The interference is audible both through the speaker of the amp and through headphones connected to the amp. It occurs when the pickup is in the 1st, 3rd, and 5th position (cheapo knockoff fender electric guitar so 3x single coil pickups).

One noteworthy thing I suppose is that this new case material was labeled as "SECC" material, the old case simply listed "Steel", if that makes any difference.

The main issue is described above, below are just some more details.

This is a pretty big nuisance as I can't record anything without constant hissing unless I have my computer completely powered off.

I am looking to buy yet another case (I've been sitting on this one for a few years now) and want to understand whether it's a problem with the case material or if there is an alternative cause.

No new hardware was added initially when I switched cases so it could not have been a new component. In my unprofessional opinion I am leaning towards blaming the case material for the issue… honestly the material feels extremely flimsy, and bends easily compared to the rigidity of my old case.

I'm sorry if this is the wrong place to be asking such a question since it's a bit computer heavy however it involves concepts that aren't generally discussed on conventional computer boards. Thanks if you've read this far and I hope there's a concrete explanation behind the phenomena I'm facing.

Best Answer

Any type or thickness of steel will form a "Faraday Cage" shield to keep digital hash from escaping from the computer case.

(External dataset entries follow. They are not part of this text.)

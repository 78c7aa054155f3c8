//! The EncryptedContent envelope used by name-based access control:
//! an encrypted payload together with the algorithm, key locator and
//! optional initialization vector needed to decrypt it.

use ndnwire_common::{encrypt_type, tlv_type};
use serde::{Deserialize, Serialize};

use crate::blob::Blob;
use crate::signature::KeyLocator;
use crate::tlv::{TlvDecoder, TlvEncoder, TlvError};

#[derive(Debug, Clone, Copy, PartialEq, Eq, Serialize, Deserialize)]
pub enum EncryptAlgorithmType {
    AesEcb,
    AesCbc,
    RsaPkcs,
    RsaOaep,
}

impl EncryptAlgorithmType {
    pub fn code(&self) -> u64 {
        match self {
            EncryptAlgorithmType::AesEcb => 0,
            EncryptAlgorithmType::AesCbc => 1,
            EncryptAlgorithmType::RsaPkcs => 2,
            EncryptAlgorithmType::RsaOaep => 3,
        }
    }

    pub fn from_code(code: u64) -> Result<Self, TlvError> {
        match code {
            0 => Ok(EncryptAlgorithmType::AesEcb),
            1 => Ok(EncryptAlgorithmType::AesCbc),
            2 => Ok(EncryptAlgorithmType::RsaPkcs),
            3 => Ok(EncryptAlgorithmType::RsaOaep),
            other => Err(TlvError::UnrecognizedEncryptionAlgorithm(other)),
        }
    }
}

/// An encrypted payload, typically carried as Data content.
#[derive(Debug, Clone, PartialEq, Eq, Serialize, Deserialize)]
pub struct EncryptedContent {
    algorithm_type: EncryptAlgorithmType,
    key_locator: Option<KeyLocator>,
    initial_vector: Option<Blob>,
    payload: Blob,
}

impl EncryptedContent {
    pub fn new(algorithm_type: EncryptAlgorithmType, payload: impl Into<Blob>) -> Self {
        Self {
            algorithm_type,
            key_locator: None,
            initial_vector: None,
            payload: payload.into(),
        }
    }

    pub fn algorithm_type(&self) -> EncryptAlgorithmType {
        self.algorithm_type
    }

    pub fn key_locator(&self) -> Option<&KeyLocator> {
        self.key_locator.as_ref()
    }

    pub fn set_key_locator(&mut self, key_locator: Option<KeyLocator>) -> &mut Self {
        self.key_locator = key_locator;
        self
    }

    pub fn initial_vector(&self) -> Option<&Blob> {
        self.initial_vector.as_ref()
    }

    pub fn set_initial_vector(&mut self, initial_vector: Option<Blob>) -> &mut Self {
        self.initial_vector = initial_vector;
        self
    }

    pub fn payload(&self) -> &Blob {
        &self.payload
    }

    pub fn set_payload(&mut self, payload: impl Into<Blob>) -> &mut Self {
        self.payload = payload.into();
        self
    }

    pub fn encode(&self) -> Result<Blob, TlvError> {
        let mut encoder = TlvEncoder::new();
        let save_length = encoder.len();
        encoder.write_blob_tlv(encrypt_type::ENCRYPTED_PAYLOAD, self.payload.as_slice())?;
        encoder.write_optional_blob_tlv(
            encrypt_type::INITIAL_VECTOR,
            self.initial_vector.as_ref().map(|iv| iv.as_slice()),
        )?;
        encoder.write_non_negative_integer_tlv(
            encrypt_type::ENCRYPTION_ALGORITHM,
            self.algorithm_type.code(),
        )?;
        KeyLocator::encode_tlv(self.key_locator.as_ref(), tlv_type::KEY_LOCATOR, &mut encoder)?;
        encoder.write_type_and_length(
            encrypt_type::ENCRYPTED_CONTENT,
            encoder.len() - save_length,
        )?;
        Ok(encoder.finish())
    }

    pub fn decode(input: &Blob) -> Result<Self, TlvError> {
        let mut decoder = TlvDecoder::new(input);
        let end_offset = decoder.read_nested_tlvs_start(encrypt_type::ENCRYPTED_CONTENT)?;
        let key_locator = KeyLocator::decode_tlv(tlv_type::KEY_LOCATOR, &mut decoder)?;
        let algorithm_type = EncryptAlgorithmType::from_code(
            decoder.read_non_negative_integer_tlv(encrypt_type::ENCRYPTION_ALGORITHM)?,
        )?;
        let initial_vector =
            decoder.read_optional_blob_tlv(encrypt_type::INITIAL_VECTOR, end_offset)?;
        let payload = decoder.read_blob_tlv(encrypt_type::ENCRYPTED_PAYLOAD)?;
        decoder.finish_nested_tlvs(end_offset)?;
        Ok(Self {
            algorithm_type,
            key_locator,
            initial_vector,
            payload,
        })
    }
}

#[cfg(test)]
mod tests {
    use super::*;
    use crate::name::Name;
    use ndnwire_common::AES_128_BLOCK_SIZE;

    #[test]
    fn test_aes_cbc_round_trip() {
        let mut content = EncryptedContent::new(EncryptAlgorithmType::AesCbc, &[0xe0u8; 48][..]);
        content
            .set_key_locator(Some(KeyLocator::KeyName(
                Name::from_uri("/access/group/C-KEY/1").unwrap(),
            )))
            .set_initial_vector(Some(Blob::from(vec![0x1cu8; AES_128_BLOCK_SIZE])));
        let encoded = content.encode().unwrap();
        let decoded = EncryptedContent::decode(&encoded).unwrap();
        assert_eq!(decoded, content);
    }

    #[test]
    fn test_rsa_oaep_without_iv() {
        let mut content = EncryptedContent::new(EncryptAlgorithmType::RsaOaep, &[7u8; 128][..]);
        content.set_key_locator(Some(KeyLocator::KeyName(
            Name::from_uri("/user/KEY/rsa").unwrap(),
        )));
        let decoded = EncryptedContent::decode(&content.encode().unwrap()).unwrap();
        assert_eq!(decoded.initial_vector(), None);
        assert_eq!(decoded.algorithm_type(), EncryptAlgorithmType::RsaOaep);
    }

    #[test]
    fn test_unrecognized_algorithm() {
        let mut content = EncryptedContent::new(EncryptAlgorithmType::AesEcb, &[1u8, 2][..]);
        content.set_key_locator(None);
        let encoded = content.encode().unwrap();
        // Rewrite the algorithm code to an unknown value.
        let mut bytes = encoded.to_vec();
        let position = bytes
            .iter()
            .position(|&byte| byte == 131)
            .expect("algorithm TLV present");
        bytes[position + 2] = 9;
        assert_eq!(
            EncryptedContent::decode(&Blob::from(bytes)),
            Err(TlvError::UnrecognizedEncryptionAlgorithm(9))
        );
    }
}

HOWEVER. many cases have large holes in them for "windows" where you can look through and see the hardware (and the internal decorative lighting). I have no idea why this fascinates people, but who knows?

They also have large holes in the front for places where you can put extra floppy or optical drives, little panels with I/O connectors, etc. etc. The front panels are made of plastic which offers ZERO shielding.

You could experiment with some aluminum foil from the kitchen and just cover the entire front of the case to see if that might be the interference leakage path. Be sure to connect the foil to the case ground at some point. An ungrounded shield is worse than no shield at all because it becomes a re-radiating transmitting antenna for the interference!